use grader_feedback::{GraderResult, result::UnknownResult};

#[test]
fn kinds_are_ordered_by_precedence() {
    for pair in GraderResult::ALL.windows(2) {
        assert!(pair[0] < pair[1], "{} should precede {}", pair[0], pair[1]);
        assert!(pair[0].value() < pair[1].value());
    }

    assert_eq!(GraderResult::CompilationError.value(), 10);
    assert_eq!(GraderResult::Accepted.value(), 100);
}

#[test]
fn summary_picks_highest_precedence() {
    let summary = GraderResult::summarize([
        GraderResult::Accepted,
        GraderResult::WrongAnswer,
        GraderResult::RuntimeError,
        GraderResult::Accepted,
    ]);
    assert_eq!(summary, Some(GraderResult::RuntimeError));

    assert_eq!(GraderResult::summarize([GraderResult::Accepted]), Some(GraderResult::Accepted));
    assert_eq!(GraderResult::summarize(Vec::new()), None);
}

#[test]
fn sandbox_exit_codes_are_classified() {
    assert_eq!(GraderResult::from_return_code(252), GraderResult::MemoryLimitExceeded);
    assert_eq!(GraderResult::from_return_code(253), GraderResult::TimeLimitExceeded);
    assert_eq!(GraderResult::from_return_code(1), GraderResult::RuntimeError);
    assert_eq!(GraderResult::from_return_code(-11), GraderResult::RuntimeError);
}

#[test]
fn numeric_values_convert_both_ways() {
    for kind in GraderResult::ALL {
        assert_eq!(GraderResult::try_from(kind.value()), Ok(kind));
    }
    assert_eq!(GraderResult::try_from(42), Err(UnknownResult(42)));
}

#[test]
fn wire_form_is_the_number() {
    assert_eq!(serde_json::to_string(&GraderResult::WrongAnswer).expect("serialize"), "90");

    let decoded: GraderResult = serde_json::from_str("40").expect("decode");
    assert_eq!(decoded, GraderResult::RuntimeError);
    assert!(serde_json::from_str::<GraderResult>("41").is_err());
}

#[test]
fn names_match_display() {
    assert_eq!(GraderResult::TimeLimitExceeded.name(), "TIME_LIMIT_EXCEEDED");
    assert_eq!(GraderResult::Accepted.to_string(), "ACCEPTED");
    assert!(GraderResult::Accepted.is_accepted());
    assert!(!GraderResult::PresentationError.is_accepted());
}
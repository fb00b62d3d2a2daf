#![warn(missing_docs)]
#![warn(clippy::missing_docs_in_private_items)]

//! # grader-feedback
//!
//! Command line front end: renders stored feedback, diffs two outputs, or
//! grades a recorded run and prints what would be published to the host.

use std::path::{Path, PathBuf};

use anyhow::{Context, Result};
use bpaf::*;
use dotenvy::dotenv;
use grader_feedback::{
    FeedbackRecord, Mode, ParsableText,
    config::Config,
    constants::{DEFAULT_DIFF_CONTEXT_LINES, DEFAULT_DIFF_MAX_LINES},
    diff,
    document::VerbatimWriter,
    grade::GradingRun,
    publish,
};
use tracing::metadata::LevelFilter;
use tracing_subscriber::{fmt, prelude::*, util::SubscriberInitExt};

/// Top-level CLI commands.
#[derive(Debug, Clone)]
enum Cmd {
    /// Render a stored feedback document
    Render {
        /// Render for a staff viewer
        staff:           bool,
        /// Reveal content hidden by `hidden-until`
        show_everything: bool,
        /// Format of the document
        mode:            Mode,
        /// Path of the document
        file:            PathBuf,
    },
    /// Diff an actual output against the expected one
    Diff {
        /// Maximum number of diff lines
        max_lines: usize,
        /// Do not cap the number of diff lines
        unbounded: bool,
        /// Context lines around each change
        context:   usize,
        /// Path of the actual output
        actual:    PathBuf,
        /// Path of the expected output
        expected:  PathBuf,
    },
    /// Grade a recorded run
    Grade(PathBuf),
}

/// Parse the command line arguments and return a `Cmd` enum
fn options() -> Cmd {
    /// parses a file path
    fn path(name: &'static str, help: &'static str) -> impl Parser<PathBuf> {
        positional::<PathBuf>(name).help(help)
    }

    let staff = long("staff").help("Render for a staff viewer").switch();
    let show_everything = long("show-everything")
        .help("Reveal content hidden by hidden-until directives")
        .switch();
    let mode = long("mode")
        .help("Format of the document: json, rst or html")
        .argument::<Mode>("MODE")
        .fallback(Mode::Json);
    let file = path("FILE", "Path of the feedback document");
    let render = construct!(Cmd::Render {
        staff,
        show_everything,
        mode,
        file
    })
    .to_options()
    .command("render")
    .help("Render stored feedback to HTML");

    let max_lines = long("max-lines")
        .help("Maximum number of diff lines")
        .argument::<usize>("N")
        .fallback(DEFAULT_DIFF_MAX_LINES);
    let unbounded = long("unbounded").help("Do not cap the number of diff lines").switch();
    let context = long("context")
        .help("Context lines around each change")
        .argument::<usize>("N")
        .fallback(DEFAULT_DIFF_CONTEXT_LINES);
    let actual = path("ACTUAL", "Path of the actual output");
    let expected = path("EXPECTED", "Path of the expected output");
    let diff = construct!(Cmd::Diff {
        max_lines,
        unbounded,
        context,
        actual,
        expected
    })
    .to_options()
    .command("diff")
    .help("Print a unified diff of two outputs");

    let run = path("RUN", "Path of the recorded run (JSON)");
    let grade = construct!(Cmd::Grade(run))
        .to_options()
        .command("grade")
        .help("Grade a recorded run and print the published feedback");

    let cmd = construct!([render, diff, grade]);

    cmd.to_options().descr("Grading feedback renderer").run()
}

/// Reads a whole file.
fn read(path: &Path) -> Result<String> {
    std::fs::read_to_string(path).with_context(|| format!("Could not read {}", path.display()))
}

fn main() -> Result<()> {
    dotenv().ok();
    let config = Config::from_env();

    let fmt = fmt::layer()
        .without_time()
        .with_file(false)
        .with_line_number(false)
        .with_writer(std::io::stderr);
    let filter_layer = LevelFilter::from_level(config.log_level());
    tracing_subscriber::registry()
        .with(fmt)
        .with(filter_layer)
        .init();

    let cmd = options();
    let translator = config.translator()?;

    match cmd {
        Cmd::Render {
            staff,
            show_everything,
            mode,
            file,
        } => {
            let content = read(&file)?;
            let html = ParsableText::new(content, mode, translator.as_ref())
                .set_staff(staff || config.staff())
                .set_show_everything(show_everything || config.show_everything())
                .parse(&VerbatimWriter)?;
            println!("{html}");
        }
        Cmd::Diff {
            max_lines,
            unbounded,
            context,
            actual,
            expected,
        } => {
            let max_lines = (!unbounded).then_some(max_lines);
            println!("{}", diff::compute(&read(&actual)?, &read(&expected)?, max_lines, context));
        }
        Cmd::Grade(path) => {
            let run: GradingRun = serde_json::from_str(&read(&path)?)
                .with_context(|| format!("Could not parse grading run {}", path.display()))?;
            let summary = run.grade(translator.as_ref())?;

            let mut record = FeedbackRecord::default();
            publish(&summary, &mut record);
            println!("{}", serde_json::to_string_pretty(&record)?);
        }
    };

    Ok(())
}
^^^^^^^^^^^^^^^^
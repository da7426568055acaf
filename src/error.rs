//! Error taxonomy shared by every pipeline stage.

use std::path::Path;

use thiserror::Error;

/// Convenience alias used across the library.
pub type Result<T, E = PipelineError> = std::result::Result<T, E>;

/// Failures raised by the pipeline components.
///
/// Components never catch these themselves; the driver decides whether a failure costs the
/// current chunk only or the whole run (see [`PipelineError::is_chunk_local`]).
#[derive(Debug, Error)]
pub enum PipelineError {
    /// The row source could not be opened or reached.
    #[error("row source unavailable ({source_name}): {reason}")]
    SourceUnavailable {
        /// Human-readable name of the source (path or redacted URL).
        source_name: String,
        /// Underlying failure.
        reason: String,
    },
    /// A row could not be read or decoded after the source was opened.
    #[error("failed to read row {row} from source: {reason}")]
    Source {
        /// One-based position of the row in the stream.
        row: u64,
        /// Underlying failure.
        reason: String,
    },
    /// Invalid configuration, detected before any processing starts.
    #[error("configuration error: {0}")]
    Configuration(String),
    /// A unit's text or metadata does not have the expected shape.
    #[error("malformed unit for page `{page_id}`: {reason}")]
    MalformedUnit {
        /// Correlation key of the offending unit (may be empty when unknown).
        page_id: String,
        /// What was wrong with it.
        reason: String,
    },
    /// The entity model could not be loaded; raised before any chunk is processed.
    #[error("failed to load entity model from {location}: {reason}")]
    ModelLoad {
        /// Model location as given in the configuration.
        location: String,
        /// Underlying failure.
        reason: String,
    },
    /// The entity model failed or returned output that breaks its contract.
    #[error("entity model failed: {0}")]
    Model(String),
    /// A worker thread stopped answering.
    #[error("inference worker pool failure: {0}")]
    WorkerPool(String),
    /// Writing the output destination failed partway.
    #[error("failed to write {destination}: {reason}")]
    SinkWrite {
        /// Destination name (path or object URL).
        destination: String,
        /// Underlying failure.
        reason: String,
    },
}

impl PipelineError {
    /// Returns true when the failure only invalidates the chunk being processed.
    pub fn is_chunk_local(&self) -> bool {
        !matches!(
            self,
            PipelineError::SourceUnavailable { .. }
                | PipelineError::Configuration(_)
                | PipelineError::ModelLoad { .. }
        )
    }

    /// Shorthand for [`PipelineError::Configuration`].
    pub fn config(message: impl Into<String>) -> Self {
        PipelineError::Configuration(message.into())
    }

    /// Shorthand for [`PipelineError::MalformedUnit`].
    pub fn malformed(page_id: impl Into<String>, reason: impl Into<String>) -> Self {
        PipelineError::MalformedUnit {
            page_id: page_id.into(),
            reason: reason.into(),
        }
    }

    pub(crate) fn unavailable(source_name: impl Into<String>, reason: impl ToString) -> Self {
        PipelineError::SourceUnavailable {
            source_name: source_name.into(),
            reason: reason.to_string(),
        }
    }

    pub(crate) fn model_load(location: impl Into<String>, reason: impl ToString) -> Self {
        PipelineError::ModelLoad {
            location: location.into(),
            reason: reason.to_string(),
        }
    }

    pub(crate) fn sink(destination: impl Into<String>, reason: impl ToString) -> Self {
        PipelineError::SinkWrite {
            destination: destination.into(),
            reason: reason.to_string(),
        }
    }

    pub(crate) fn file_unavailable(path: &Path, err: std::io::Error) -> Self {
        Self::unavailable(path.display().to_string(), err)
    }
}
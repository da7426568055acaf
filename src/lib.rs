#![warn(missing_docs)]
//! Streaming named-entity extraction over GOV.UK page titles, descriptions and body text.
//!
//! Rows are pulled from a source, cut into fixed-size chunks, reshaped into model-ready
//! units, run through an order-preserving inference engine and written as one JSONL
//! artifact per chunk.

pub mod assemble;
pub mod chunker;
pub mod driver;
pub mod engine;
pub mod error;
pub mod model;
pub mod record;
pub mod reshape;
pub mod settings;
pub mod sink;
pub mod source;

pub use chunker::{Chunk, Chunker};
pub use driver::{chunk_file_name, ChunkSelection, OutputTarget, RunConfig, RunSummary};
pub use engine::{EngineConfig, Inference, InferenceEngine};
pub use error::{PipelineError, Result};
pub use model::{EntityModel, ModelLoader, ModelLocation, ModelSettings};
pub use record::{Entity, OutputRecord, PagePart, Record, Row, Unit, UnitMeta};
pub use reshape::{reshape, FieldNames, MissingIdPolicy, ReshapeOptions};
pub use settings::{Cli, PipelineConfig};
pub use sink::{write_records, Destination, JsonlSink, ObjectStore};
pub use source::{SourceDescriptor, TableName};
^^^^^^^^^^^^^^^^
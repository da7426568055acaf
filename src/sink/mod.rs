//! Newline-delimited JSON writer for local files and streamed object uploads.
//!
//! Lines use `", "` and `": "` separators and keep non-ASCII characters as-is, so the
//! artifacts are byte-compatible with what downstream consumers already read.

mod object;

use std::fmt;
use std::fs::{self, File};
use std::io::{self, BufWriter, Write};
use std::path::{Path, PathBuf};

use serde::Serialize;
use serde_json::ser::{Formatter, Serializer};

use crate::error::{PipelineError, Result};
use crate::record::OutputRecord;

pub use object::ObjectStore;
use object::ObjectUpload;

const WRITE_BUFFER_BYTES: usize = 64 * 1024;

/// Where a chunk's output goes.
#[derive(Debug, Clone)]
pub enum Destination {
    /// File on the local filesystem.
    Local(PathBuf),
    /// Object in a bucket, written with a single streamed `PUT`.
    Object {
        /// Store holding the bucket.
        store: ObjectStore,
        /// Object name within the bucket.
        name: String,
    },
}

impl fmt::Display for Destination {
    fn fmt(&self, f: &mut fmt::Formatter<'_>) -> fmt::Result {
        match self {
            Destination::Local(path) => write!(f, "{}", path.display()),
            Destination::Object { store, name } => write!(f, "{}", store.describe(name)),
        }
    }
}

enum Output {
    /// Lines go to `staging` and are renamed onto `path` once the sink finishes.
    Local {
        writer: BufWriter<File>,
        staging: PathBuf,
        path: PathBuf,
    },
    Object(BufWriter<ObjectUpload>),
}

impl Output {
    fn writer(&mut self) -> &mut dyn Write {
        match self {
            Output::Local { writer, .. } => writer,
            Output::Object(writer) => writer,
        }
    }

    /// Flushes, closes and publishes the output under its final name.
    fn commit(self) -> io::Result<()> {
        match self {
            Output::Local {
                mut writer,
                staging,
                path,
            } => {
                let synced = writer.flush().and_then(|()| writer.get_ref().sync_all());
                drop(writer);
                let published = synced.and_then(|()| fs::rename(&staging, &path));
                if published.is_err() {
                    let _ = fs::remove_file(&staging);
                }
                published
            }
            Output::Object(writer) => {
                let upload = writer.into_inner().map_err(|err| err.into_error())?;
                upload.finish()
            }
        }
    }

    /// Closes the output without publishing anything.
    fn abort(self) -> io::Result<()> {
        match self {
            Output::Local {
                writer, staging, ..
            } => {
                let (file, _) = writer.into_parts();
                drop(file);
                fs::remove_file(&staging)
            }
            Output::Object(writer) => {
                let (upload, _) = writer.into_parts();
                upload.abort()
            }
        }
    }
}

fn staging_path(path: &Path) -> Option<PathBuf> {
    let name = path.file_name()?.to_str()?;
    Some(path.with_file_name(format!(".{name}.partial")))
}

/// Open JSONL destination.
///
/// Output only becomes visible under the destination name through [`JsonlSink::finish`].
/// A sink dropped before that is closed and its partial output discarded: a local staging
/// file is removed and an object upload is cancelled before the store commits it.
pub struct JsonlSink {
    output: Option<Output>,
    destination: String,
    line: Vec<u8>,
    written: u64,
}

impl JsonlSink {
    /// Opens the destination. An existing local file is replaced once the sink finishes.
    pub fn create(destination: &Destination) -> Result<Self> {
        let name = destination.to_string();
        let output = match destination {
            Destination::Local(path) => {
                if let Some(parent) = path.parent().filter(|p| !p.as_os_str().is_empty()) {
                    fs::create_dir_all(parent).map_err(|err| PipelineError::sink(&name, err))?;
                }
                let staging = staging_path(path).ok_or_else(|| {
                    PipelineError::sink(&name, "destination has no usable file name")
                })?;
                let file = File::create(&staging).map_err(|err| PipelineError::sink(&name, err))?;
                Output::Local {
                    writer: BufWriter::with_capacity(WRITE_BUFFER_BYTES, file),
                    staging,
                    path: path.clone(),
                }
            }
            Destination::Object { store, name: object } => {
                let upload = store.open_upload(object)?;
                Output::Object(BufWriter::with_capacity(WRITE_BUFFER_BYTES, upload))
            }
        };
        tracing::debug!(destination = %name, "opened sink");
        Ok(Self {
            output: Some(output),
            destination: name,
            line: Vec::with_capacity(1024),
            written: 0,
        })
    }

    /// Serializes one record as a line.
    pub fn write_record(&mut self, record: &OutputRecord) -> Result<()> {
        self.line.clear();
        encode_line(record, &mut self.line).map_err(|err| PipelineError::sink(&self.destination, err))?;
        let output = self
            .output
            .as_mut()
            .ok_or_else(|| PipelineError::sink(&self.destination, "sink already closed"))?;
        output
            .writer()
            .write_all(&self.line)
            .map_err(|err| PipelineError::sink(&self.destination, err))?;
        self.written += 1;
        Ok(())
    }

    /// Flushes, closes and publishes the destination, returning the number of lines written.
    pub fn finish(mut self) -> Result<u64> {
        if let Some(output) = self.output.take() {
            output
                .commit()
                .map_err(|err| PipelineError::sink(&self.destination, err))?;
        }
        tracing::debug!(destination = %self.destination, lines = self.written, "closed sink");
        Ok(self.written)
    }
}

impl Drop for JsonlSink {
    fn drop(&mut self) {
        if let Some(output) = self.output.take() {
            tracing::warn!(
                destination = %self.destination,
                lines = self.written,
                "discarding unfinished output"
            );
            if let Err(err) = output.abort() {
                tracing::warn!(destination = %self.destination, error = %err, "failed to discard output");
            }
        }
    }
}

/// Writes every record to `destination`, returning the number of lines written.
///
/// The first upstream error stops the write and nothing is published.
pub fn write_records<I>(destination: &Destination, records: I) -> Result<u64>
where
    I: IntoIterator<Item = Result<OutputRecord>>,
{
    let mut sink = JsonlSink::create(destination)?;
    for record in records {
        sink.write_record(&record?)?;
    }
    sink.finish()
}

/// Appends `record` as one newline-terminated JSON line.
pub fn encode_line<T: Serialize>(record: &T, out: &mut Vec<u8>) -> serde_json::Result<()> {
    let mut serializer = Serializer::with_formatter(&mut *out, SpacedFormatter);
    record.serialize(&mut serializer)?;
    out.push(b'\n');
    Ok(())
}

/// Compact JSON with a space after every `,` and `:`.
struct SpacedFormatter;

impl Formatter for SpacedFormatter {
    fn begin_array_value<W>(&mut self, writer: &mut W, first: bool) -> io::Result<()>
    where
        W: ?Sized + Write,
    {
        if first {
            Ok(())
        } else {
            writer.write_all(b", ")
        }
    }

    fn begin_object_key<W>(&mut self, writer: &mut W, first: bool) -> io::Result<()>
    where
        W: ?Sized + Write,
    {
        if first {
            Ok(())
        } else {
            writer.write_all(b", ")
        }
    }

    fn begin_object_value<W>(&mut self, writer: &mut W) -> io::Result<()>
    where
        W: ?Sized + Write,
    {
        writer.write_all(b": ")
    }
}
^^^^^^^^^^^^^^^^
## [Exercise brief]
The required output is each line of the entries that contains the word "processed".

## [Result]
    /// The entity model could not be loaded; raised before any chunk is processed.
    /// Returns true when the failure only invalidates the chunk being processed.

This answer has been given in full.